**What you are asked to do**.
Please find every line in the records below that contains the word "clamped", and copy it.

**Given records**.

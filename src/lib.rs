//! Animator: an animation state machine core
//!
//! A directed graph of named states (animation clips) joined by transitions
//! guarded by conditions over typed parameters. Every tick the controller
//! decides whether the active state should change, and every edit to the
//! graph keeps it consistent even while a state is playing.
//!
//! The evaluation logic in [`core`] is pure: no I/O and no clock reads, with
//! time passed in explicitly. [`controller`] owns the mutable state and talks
//! to a renderer through a [`ClipSink`]; [`runtime`] hosts it on a tokio tick
//! loop.
//!
//! # Core Concepts
//!
//! - **Parameters**: Float, Boolean and Trigger values read by conditions
//! - **States**: Named clips; exactly one is the default
//! - **Transitions**: From a state, `AnyState` or `Entry` to a state, fired
//!   when every condition holds and the exit time has passed
//! - **Triggers**: Consumed when a transition reading them fires
//!
//! # Example
//!
//! ```rust
//! use animator::{AnimatorController, ControllerConfig};
//! use animator::core::{AnimationClip, ConditionOperator, Endpoint, ParameterKind};
//!
//! let mut controller = AnimatorController::new(ControllerConfig::default());
//! controller.load_clips(vec![AnimationClip::new("Idle", 2.0), AnimationClip::new("Run", 0.8)]);
//! let idle = controller.graph().state_by_name("Idle").unwrap().id;
//! let run = controller.add_state("Run").unwrap();
//!
//! let speed = controller.add_parameter(ParameterKind::Float);
//! let t = controller.connect(Endpoint::State(idle), run).unwrap();
//! let c = controller.add_condition(t).unwrap();
//! controller.set_condition_operator(t, c, ConditionOperator::Greater);
//!
//! assert!(controller.tick().is_none());
//! controller.set_float(speed, 1.0);
//! assert_eq!(controller.tick().unwrap().to, "Run");
//! ```

pub mod builder;
pub mod checkpoint;
pub mod config;
pub mod controller;
pub mod core;
pub mod runtime;
pub mod validation;

// Re-export commonly used types
pub use builder::{BuildError, ControllerBuilder, TransitionBuilder};
pub use checkpoint::{CheckpointError, ControllerCheckpoint};
pub use config::{ConfigError, ControllerConfig};
pub use controller::{AnimatorController, ClipSink, Command, CommandOutcome};
pub use runtime::{AnimatorHandle, RuntimeError};
pub use validation::GraphIssue;
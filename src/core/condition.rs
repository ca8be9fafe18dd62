//! Transition conditions and their evaluation.
//!
//! Conditions reference parameters by name. Evaluation fails closed: an
//! unresolved name or an operator that does not match the parameter's kind
//! makes the condition false instead of raising an error.

use super::parameter::{ParameterKind, ParameterValue};
use super::store::ParameterSnapshot;
use serde::{Deserialize, Serialize};
use std::fmt;
use uuid::Uuid;

/// Stable identifier of a condition within its transition.
#[derive(Clone, Copy, Debug, PartialEq, Eq, Hash, Serialize, Deserialize)]
#[serde(transparent)]
pub struct ConditionId(Uuid);

impl ConditionId {
    pub fn new() -> Self {
        Self(Uuid::new_v4())
    }
}

impl Default for ConditionId {
    fn default() -> Self {
        Self::new()
    }
}

/// Comparison applied by a condition.
///
/// Numeric operators apply to `Float` parameters; `IsTrue`/`IsFalse` apply
/// to `Boolean` and `Trigger` parameters.
#[derive(Clone, Copy, Debug, PartialEq, Eq, Hash, Serialize, Deserialize)]
pub enum ConditionOperator {
    #[serde(rename = ">")]
    Greater,
    #[serde(rename = "<")]
    Less,
    #[serde(rename = "==")]
    Equals,
    #[serde(rename = "!=")]
    NotEquals,
    #[serde(rename = "is true")]
    IsTrue,
    #[serde(rename = "is false")]
    IsFalse,
}

impl ConditionOperator {
    /// Operator selected when a condition is pointed at a parameter of `kind`.
    pub fn default_for(kind: ParameterKind) -> Self {
        match kind {
            ParameterKind::Float => Self::Greater,
            ParameterKind::Boolean | ParameterKind::Trigger => Self::IsTrue,
        }
    }

    /// Whether this operator belongs to the domain of `kind`.
    pub fn applies_to(&self, kind: ParameterKind) -> bool {
        match self {
            Self::Greater | Self::Less | Self::Equals | Self::NotEquals => {
                kind == ParameterKind::Float
            }
            Self::IsTrue | Self::IsFalse => kind != ParameterKind::Float,
        }
    }

    pub fn symbol(&self) -> &'static str {
        match self {
            Self::Greater => ">",
            Self::Less => "<",
            Self::Equals => "==",
            Self::NotEquals => "!=",
            Self::IsTrue => "is true",
            Self::IsFalse => "is false",
        }
    }
}

impl fmt::Display for ConditionOperator {
    fn fmt(&self, f: &mut fmt::Formatter<'_>) -> fmt::Result {
        f.write_str(self.symbol())
    }
}

/// A single guard on a transition.
///
/// `value` is only read by numeric operators.
#[derive(Clone, Debug, PartialEq, Serialize, Deserialize)]
pub struct Condition {
    pub id: ConditionId,
    pub parameter: String,
    pub operator: ConditionOperator,
    pub value: f64,
}

impl Condition {
    pub fn new(parameter: impl Into<String>, operator: ConditionOperator, value: f64) -> Self {
        Self {
            id: ConditionId::new(),
            parameter: parameter.into(),
            operator,
            value,
        }
    }

    /// Evaluate against a snapshot. See [`evaluate`].
    pub fn evaluate(&self, snapshot: &ParameterSnapshot) -> bool {
        evaluate(self, snapshot)
    }
}

/// Evaluate one condition against a parameter snapshot.
///
/// Float comparisons use exact equality for `==` and `!=`.
///
/// # Example
///
/// ```rust
/// use animator::core::{evaluate, Condition, ConditionOperator, ParameterStore, ParameterValue};
///
/// let mut store = ParameterStore::new();
/// store.insert("speed", ParameterValue::float(0.6, 0.0, 10.0));
/// let snapshot = store.snapshot();
///
/// assert!(evaluate(&Condition::new("speed", ConditionOperator::Greater, 0.5), &snapshot));
/// assert!(!evaluate(&Condition::new("speed", ConditionOperator::IsTrue, 0.0), &snapshot));
/// assert!(!evaluate(&Condition::new("missing", ConditionOperator::Less, 1.0), &snapshot));
/// ```
pub fn evaluate(condition: &Condition, snapshot: &ParameterSnapshot) -> bool {
    let Some(value) = snapshot.get(&condition.parameter) else {
        return false;
    };

    match (value, condition.operator) {
        (ParameterValue::Float { value, .. }, op) => match op {
            ConditionOperator::Greater => *value > condition.value,
            ConditionOperator::Less => *value < condition.value,
            ConditionOperator::Equals => *value == condition.value,
            ConditionOperator::NotEquals => *value != condition.value,
            ConditionOperator::IsTrue | ConditionOperator::IsFalse => false,
        },
        (ParameterValue::Boolean(flag) | ParameterValue::Trigger(flag), op) => match op {
            ConditionOperator::IsTrue => *flag,
            ConditionOperator::IsFalse => !*flag,
            _ => false,
        },
    }
}

/// A condition set holds when it is empty or every condition holds.
pub fn all_satisfied(conditions: &[Condition], snapshot: &ParameterSnapshot) -> bool {
    conditions.iter().all(|c| evaluate(c, snapshot))
}
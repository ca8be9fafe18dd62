//! Builder API for ergonomic controller construction.
//!
//! Graphs are described by state name; names are resolved to ids when the
//! controller is built, so a typo surfaces as a [`BuildError`] instead of a
//! transition that silently never fires.
//!
//! # Example
//!
//! ```
//! use animator::builder::{ControllerBuilder, TransitionBuilder};
//! use animator::core::{AnimationClip, ParameterValue};
//!
//! let mut controller = ControllerBuilder::new()
//!     .clips(vec![AnimationClip::new("Idle", 2.0), AnimationClip::new("Jump", 0.6)])
//!     .states(["Idle", "Jump"])
//!     .parameter("jump", ParameterValue::Trigger(false))
//!     .transition(TransitionBuilder::new().from_any_state().to("Jump").when_true("jump"))
//!     .transition(TransitionBuilder::new().from_state("Jump").to("Idle").exit_time(true))
//!     .build()
//!     .unwrap();
//!
//! let jump = controller.parameters().id_of("jump").unwrap();
//! controller.fire_trigger(jump);
//! assert_eq!(controller.tick().unwrap().to, "Jump");
//! assert_eq!(controller.active_state_name(), Some("Jump"));
//! ```

pub mod controller;
pub mod error;
pub mod transition;

pub use controller::ControllerBuilder;
pub use error::BuildError;
pub use transition::TransitionBuilder;
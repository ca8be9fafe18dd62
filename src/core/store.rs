//! Parameter store and the read-only snapshots conditions evaluate against.

use super::parameter::{clamp, Parameter, ParameterId, ParameterKind, ParameterValue};
use serde::{Deserialize, Serialize};
use std::collections::HashMap;

/// Which end of a float range an edit targets.
#[derive(Clone, Copy, Debug, PartialEq, Eq, Serialize, Deserialize)]
pub enum RangeBound {
    Min,
    Max,
}

/// Ordered collection of uniquely named parameters.
///
/// Every mutation is total: an unknown id, a duplicate name or a
/// wrong-kind edit leaves the store untouched and reports it through the
/// return value.
#[derive(Clone, Debug, Default, PartialEq, Serialize, Deserialize)]
pub struct ParameterStore {
    parameters: Vec<Parameter>,
}

impl ParameterStore {
    pub fn new() -> Self {
        Self::default()
    }

    /// Add a parameter of `kind` with a generated, deduplicated name.
    ///
    /// Floats start at `min` with the range `[min, max]`; booleans and
    /// triggers start at `false`.
    pub fn add(&mut self, kind: ParameterKind, min: f64, max: f64) -> ParameterId {
        let name = self.unique_name(kind.name_prefix());
        let value = match kind {
            ParameterKind::Float => ParameterValue::float(min, min, max),
            ParameterKind::Boolean => ParameterValue::Boolean(false),
            ParameterKind::Trigger => ParameterValue::Trigger(false),
        };
        let parameter = Parameter::new(name, value);
        let id = parameter.id;
        self.parameters.push(parameter);
        id
    }

    /// Insert a named parameter. Returns `None` if the name is taken.
    pub fn insert(&mut self, name: impl Into<String>, value: ParameterValue) -> Option<ParameterId> {
        let name = name.into();
        if self.by_name(&name).is_some() {
            return None;
        }
        let value = match value {
            ParameterValue::Float { value, min, max } => ParameterValue::float(value, min, max),
            other => other,
        };
        let parameter = Parameter::new(name, value);
        let id = parameter.id;
        self.parameters.push(parameter);
        Some(id)
    }

    fn unique_name(&self, prefix: &str) -> String {
        let mut name = prefix.to_string();
        let mut counter = 0;
        while self.by_name(&name).is_some() {
            counter += 1;
            name = format!("{prefix}{counter}");
        }
        name
    }

    pub fn get(&self, id: ParameterId) -> Option<&Parameter> {
        self.parameters.iter().find(|p| p.id == id)
    }

    pub fn by_name(&self, name: &str) -> Option<&Parameter> {
        self.parameters.iter().find(|p| p.name == name)
    }

    pub fn id_of(&self, name: &str) -> Option<ParameterId> {
        self.by_name(name).map(|p| p.id)
    }

    pub fn iter(&self) -> impl Iterator<Item = &Parameter> {
        self.parameters.iter()
    }

    pub fn first(&self) -> Option<&Parameter> {
        self.parameters.first()
    }

    pub fn len(&self) -> usize {
        self.parameters.len()
    }

    pub fn is_empty(&self) -> bool {
        self.parameters.is_empty()
    }

    fn get_mut(&mut self, id: ParameterId) -> Option<&mut Parameter> {
        self.parameters.iter_mut().find(|p| p.id == id)
    }

    /// Rename a parameter, returning its previous name.
    ///
    /// Refused when another parameter already uses `name`, or when the name
    /// is unchanged.
    pub fn rename(&mut self, id: ParameterId, name: impl Into<String>) -> Option<String> {
        let name = name.into();
        if self.parameters.iter().any(|p| p.id != id && p.name == name) {
            return None;
        }
        let parameter = self.get_mut(id)?;
        if parameter.name == name {
            return None;
        }
        Some(std::mem::replace(&mut parameter.name, name))
    }

    /// Set a float value, clamped into its range.
    pub fn set_float(&mut self, id: ParameterId, new_value: f64) -> bool {
        if new_value.is_nan() {
            return false;
        }
        match self.get_mut(id).map(|p| &mut p.value) {
            Some(ParameterValue::Float { value, min, max }) => {
                *value = clamp(new_value, *min, *max);
                true
            }
            _ => false,
        }
    }

    /// Set a boolean or trigger value.
    pub fn set_bool(&mut self, id: ParameterId, new_value: bool) -> bool {
        match self.get_mut(id).map(|p| &mut p.value) {
            Some(ParameterValue::Boolean(value)) | Some(ParameterValue::Trigger(value)) => {
                *value = new_value;
                true
            }
            _ => false,
        }
    }

    /// Arm a trigger.
    pub fn fire_trigger(&mut self, id: ParameterId) -> bool {
        match self.get_mut(id).map(|p| &mut p.value) {
            Some(ParameterValue::Trigger(value)) => {
                *value = true;
                true
            }
            _ => false,
        }
    }

    /// Edit one bound of a float range.
    ///
    /// NaN is ignored. If the edit would put `min` above `max`, the edited
    /// bound snaps to the other one. The current value is re-clamped.
    pub fn set_range(&mut self, id: ParameterId, bound: RangeBound, bound_value: f64) -> bool {
        match self.get_mut(id).map(|p| &mut p.value) {
            Some(ParameterValue::Float { value, min, max }) => {
                if !bound_value.is_nan() {
                    match bound {
                        RangeBound::Min => *min = bound_value.min(*max),
                        RangeBound::Max => *max = bound_value.max(*min),
                    }
                }
                *value = clamp(*value, *min, *max);
                true
            }
            _ => false,
        }
    }

    pub fn remove(&mut self, id: ParameterId) -> Option<Parameter> {
        let index = self.parameters.iter().position(|p| p.id == id)?;
        Some(self.parameters.remove(index))
    }

    /// Reset every named trigger that currently holds `true`.
    ///
    /// Returns the names that were reset. Non-trigger names are ignored.
    pub fn consume_triggers<'a, I>(&mut self, names: I) -> Vec<String>
    where
        I: IntoIterator<Item = &'a str>,
    {
        let mut consumed = Vec::new();
        for name in names {
            if let Some(parameter) = self.parameters.iter_mut().find(|p| p.name == name) {
                if parameter.value.is_armed_trigger() {
                    parameter.value = ParameterValue::Trigger(false);
                    consumed.push(parameter.name.clone());
                }
            }
        }
        consumed
    }

    /// Capture the current values by name.
    pub fn snapshot(&self) -> ParameterSnapshot {
        self.parameters
            .iter()
            .map(|p| (p.name.clone(), p.value))
            .collect()
    }
}

/// Immutable view of parameter values keyed by name.
#[derive(Clone, Debug, Default, PartialEq)]
pub struct ParameterSnapshot {
    values: HashMap<String, ParameterValue>,
}

impl ParameterSnapshot {
    pub fn get(&self, name: &str) -> Option<&ParameterValue> {
        self.values.get(name)
    }

    pub fn len(&self) -> usize {
        self.values.len()
    }

    pub fn is_empty(&self) -> bool {
        self.values.is_empty()
    }
}

impl FromIterator<(String, ParameterValue)> for ParameterSnapshot {
    fn from_iter<T: IntoIterator<Item = (String, ParameterValue)>>(iter: T) -> Self {
        Self {
            values: iter.into_iter().collect(),
        }
    }
}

**Solution to the problem**.
    /// Set a float value, clamped into its range.
    /// bound snaps to the other one. The current value is re-clamped.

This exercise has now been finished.